_What is needed_
Which of the lines below holds the string "offset"? Copy every line that does.
+ + +
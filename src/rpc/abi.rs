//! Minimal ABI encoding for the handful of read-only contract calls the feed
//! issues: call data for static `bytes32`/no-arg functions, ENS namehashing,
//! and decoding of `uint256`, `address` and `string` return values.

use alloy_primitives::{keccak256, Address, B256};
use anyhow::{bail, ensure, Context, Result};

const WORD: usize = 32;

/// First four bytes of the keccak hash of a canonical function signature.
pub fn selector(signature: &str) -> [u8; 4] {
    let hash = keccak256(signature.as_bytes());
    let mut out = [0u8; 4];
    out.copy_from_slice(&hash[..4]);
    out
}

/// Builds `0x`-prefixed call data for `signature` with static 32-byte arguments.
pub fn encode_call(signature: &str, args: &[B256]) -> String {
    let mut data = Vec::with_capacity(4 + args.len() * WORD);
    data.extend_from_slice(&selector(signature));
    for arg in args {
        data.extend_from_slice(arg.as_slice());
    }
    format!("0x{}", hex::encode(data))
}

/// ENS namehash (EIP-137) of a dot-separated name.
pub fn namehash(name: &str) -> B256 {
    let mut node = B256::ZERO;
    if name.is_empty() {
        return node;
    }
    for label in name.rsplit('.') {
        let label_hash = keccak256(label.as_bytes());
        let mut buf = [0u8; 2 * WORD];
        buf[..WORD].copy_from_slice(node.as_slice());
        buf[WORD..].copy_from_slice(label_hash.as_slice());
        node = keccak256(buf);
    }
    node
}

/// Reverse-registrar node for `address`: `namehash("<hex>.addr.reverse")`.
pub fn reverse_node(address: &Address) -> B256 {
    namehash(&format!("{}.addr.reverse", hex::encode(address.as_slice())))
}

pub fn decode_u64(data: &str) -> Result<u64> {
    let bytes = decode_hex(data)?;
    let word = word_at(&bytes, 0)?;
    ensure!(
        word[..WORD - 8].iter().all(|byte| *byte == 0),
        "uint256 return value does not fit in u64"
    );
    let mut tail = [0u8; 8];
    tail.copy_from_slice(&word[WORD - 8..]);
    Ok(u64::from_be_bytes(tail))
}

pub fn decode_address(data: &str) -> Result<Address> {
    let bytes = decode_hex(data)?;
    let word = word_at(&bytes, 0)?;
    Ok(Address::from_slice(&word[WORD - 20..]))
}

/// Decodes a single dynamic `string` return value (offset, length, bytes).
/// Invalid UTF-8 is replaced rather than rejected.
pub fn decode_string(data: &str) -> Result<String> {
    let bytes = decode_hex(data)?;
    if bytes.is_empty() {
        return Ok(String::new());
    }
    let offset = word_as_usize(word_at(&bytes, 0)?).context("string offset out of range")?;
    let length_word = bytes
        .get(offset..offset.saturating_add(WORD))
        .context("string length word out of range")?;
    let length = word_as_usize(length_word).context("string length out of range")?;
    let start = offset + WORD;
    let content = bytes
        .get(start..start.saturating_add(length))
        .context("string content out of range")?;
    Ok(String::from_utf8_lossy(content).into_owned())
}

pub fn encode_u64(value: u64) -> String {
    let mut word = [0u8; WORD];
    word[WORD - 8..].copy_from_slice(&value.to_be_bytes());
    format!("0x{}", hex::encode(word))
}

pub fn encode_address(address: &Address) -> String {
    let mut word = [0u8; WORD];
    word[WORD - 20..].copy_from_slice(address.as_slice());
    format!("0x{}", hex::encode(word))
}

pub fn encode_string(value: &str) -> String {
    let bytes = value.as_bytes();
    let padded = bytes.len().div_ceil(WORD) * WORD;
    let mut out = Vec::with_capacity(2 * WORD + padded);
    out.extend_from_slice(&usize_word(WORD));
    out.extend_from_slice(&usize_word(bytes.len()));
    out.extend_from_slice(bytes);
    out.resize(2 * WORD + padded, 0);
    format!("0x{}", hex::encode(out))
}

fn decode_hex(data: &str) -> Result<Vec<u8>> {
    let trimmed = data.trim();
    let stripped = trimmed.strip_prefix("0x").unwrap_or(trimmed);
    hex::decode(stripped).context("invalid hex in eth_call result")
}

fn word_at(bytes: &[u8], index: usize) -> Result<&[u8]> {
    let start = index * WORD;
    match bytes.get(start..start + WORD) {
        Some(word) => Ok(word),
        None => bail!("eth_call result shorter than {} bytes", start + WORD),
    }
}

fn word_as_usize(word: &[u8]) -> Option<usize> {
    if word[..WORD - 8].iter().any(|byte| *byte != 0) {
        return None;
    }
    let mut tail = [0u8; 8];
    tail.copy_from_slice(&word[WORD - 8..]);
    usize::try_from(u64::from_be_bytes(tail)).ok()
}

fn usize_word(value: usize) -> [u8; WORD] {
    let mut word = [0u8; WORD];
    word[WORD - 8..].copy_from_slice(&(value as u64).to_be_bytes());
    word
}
+ + +
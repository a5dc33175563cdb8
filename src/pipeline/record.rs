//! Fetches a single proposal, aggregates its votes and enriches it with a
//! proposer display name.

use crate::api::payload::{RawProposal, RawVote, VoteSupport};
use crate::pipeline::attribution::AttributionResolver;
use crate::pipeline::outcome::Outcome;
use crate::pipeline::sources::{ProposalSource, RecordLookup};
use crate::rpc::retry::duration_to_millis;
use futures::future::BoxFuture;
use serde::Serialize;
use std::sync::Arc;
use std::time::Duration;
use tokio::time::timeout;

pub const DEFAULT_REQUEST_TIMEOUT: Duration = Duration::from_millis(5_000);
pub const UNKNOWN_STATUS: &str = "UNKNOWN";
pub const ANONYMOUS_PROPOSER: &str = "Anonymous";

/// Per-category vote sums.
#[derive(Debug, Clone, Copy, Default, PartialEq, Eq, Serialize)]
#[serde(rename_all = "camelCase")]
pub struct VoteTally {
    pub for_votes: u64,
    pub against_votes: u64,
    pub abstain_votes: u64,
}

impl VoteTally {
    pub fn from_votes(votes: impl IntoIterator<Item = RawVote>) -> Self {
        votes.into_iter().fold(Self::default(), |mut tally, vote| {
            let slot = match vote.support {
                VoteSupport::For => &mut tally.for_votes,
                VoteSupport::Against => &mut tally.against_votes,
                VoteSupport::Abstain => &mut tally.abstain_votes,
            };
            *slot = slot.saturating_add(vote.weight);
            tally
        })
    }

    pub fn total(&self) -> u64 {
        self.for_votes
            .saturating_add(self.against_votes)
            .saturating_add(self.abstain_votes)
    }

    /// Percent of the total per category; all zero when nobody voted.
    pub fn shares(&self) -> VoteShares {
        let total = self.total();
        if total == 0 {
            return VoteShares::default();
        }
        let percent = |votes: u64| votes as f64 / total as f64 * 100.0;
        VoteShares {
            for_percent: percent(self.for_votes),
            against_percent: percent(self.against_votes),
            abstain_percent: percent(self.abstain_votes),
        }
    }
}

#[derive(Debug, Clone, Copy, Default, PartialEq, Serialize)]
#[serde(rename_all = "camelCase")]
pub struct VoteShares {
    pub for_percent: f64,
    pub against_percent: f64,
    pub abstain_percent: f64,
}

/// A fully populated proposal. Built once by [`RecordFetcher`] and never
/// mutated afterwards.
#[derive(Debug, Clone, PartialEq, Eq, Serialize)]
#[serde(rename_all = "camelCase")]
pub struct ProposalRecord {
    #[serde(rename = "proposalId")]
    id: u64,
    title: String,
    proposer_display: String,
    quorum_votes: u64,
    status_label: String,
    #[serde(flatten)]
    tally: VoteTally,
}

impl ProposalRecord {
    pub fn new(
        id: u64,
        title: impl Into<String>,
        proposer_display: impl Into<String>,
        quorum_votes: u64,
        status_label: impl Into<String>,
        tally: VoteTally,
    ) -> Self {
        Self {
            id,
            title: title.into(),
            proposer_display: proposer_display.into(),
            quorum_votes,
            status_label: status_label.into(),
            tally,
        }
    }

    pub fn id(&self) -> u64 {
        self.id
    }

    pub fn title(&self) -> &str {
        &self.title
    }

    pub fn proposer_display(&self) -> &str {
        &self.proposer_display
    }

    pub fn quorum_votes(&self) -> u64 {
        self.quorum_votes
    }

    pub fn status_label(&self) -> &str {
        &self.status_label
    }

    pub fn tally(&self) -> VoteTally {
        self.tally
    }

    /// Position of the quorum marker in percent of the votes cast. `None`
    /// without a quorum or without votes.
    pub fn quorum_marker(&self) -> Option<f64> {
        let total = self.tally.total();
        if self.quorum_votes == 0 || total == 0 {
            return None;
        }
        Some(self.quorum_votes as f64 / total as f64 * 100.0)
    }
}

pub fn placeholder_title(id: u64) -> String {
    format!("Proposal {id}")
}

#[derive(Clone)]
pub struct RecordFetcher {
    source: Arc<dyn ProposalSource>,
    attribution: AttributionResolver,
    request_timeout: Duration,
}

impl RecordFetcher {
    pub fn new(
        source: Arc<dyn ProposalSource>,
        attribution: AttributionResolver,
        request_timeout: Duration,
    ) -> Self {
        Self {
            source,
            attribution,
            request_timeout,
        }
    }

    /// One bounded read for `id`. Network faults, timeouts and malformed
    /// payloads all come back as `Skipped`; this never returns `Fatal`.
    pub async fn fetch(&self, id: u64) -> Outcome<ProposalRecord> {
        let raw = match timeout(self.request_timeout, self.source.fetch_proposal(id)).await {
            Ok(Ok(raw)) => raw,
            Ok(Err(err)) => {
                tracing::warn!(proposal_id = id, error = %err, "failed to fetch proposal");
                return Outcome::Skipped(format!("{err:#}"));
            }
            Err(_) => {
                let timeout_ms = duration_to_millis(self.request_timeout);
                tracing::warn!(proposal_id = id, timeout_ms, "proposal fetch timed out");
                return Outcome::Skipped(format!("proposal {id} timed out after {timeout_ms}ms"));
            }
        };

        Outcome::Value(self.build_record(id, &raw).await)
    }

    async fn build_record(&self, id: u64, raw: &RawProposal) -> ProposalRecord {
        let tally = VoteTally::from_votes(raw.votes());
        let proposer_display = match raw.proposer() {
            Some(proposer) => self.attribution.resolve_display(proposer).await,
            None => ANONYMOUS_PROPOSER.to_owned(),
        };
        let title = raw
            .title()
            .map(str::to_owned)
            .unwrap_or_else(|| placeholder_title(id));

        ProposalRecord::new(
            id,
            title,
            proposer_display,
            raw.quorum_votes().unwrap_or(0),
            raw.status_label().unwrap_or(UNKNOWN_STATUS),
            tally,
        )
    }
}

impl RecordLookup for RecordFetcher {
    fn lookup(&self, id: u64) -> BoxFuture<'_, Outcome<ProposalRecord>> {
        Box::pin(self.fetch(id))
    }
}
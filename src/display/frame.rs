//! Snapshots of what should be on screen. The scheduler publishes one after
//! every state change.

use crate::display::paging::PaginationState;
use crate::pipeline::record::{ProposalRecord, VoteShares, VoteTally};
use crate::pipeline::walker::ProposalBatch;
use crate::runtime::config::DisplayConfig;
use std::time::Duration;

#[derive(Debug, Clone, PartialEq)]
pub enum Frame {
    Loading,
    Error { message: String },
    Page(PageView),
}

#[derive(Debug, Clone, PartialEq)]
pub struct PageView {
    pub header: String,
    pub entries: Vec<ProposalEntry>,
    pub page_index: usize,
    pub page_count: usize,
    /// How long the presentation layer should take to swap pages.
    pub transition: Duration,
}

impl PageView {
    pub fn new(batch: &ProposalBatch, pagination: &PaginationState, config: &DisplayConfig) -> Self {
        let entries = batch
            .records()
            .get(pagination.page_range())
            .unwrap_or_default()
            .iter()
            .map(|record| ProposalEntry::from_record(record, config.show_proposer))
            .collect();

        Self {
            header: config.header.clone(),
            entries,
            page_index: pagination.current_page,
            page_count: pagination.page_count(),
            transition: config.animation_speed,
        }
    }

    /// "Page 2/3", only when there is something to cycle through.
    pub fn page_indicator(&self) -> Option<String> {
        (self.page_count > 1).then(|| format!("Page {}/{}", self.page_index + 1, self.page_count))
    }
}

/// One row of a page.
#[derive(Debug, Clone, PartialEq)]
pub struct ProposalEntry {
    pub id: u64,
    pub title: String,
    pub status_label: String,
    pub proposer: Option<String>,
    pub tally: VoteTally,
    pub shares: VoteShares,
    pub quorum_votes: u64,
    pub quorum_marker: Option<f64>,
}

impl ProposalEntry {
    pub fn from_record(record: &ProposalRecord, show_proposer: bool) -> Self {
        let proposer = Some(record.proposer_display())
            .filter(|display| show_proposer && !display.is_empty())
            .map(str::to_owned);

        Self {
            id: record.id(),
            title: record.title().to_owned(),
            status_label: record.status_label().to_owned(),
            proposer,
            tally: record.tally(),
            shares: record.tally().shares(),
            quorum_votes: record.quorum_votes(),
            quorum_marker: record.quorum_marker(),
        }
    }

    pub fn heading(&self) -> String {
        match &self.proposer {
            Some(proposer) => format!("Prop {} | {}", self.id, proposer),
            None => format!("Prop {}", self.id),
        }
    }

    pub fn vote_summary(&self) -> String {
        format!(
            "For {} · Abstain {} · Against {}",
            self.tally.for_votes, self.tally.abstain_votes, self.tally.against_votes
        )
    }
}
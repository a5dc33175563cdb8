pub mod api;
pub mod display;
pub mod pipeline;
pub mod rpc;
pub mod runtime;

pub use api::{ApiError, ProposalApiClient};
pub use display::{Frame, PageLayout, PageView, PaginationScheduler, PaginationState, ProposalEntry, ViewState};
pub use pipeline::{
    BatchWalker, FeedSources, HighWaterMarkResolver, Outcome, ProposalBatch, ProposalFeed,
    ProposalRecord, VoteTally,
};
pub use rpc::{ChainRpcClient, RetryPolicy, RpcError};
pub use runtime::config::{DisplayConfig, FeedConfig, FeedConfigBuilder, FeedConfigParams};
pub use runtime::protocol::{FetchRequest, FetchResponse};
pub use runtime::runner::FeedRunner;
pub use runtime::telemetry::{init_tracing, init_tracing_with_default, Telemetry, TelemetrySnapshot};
+ + +
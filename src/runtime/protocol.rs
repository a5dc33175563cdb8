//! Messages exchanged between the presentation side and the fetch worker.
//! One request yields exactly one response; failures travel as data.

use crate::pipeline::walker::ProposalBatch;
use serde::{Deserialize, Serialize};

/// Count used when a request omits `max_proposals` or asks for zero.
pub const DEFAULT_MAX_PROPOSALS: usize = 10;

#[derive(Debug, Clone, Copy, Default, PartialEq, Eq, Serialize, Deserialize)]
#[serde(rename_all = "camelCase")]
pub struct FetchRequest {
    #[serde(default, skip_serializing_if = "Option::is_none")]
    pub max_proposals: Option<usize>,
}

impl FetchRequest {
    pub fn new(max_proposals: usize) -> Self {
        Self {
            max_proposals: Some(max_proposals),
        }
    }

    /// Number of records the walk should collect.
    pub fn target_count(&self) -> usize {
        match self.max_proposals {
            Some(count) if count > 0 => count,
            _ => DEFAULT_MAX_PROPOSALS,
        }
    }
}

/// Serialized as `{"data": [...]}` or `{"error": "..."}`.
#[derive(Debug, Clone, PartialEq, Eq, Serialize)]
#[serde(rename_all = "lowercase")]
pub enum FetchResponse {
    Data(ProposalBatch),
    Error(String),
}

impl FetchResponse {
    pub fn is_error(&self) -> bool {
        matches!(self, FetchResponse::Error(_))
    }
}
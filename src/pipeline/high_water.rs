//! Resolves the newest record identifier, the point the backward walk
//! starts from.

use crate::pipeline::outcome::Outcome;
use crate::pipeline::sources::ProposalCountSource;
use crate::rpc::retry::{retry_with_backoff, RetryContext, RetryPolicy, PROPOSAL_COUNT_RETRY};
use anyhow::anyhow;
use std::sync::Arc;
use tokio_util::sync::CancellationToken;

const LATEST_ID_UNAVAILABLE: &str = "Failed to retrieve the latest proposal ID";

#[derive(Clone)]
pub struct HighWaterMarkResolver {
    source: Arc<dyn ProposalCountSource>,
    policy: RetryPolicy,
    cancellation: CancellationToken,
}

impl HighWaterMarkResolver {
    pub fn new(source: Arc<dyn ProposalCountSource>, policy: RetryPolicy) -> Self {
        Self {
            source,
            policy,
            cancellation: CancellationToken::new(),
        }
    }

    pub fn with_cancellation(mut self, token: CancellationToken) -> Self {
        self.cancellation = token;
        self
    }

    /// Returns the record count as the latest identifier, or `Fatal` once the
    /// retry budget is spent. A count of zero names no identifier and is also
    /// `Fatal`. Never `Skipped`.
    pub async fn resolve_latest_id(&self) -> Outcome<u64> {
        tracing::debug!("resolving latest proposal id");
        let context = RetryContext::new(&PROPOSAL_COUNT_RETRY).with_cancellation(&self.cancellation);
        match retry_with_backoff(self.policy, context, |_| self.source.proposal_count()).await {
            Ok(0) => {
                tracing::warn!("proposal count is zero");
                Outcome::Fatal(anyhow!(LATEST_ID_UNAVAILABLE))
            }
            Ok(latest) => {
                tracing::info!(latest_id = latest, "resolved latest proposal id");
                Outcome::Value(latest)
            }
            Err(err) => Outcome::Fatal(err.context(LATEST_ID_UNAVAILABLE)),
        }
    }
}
+ + +
_Written response_
/// Decodes a single dynamic `string` return value (offset, length, bytes).
    let offset = word_as_usize(word_at(&bytes, 0)?).context("string offset out of range")?;
        .get(offset..offset.saturating_add(WORD))
    let start = offset + WORD;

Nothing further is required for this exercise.